■ **REQUIRED WORK**
If a line of the entries below includes the word "Deserialize", it counts; state the total and nothing further.

■ **RECORD SET**
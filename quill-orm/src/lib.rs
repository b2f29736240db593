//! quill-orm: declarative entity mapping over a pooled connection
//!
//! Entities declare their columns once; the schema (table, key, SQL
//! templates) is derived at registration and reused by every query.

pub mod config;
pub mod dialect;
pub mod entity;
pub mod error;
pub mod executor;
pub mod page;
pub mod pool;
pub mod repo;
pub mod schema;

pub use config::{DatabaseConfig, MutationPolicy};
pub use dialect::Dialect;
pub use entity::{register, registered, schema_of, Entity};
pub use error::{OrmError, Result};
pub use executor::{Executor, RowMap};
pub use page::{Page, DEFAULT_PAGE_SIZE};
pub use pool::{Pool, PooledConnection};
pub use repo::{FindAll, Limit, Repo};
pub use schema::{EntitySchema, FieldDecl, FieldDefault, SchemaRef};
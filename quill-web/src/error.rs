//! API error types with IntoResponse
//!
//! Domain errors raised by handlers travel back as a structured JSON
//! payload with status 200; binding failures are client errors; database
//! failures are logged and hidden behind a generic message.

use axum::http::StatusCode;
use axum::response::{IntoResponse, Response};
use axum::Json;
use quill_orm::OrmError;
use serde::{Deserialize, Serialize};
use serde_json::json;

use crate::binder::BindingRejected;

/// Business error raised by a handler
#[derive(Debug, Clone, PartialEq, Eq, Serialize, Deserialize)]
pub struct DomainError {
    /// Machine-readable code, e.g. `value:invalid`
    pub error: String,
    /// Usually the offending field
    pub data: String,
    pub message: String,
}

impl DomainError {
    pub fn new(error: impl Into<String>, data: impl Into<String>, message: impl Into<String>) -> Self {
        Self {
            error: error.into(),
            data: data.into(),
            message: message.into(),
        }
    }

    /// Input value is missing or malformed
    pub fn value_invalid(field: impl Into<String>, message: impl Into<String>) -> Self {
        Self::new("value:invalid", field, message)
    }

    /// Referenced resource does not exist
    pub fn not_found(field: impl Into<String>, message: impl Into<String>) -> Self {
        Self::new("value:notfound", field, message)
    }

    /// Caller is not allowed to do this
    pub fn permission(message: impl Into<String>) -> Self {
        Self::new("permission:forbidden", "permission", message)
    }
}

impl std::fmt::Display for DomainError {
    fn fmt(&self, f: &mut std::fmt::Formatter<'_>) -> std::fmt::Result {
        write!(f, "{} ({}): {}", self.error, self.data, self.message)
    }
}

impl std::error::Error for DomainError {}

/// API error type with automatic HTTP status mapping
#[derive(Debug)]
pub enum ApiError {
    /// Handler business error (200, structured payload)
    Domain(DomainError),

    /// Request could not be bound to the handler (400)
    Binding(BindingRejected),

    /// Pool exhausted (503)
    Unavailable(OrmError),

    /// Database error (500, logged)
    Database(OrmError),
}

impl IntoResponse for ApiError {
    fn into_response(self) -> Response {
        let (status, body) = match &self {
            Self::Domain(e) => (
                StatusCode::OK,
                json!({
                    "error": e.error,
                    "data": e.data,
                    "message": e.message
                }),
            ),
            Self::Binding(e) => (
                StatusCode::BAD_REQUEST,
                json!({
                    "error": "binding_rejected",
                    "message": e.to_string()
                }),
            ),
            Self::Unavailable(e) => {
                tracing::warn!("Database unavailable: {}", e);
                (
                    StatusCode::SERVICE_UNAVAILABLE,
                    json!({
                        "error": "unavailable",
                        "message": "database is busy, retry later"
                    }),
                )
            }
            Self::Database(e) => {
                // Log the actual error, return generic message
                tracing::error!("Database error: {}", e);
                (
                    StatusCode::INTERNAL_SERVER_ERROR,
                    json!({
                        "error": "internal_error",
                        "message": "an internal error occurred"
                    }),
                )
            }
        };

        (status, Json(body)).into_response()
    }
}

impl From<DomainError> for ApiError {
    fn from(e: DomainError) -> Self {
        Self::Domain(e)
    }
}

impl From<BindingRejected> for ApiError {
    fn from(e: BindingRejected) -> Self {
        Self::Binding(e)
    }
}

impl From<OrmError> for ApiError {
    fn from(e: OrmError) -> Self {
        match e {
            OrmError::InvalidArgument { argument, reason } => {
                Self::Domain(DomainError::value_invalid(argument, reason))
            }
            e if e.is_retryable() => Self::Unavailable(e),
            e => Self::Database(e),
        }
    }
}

■ **RESULT OF THIS TASK**
2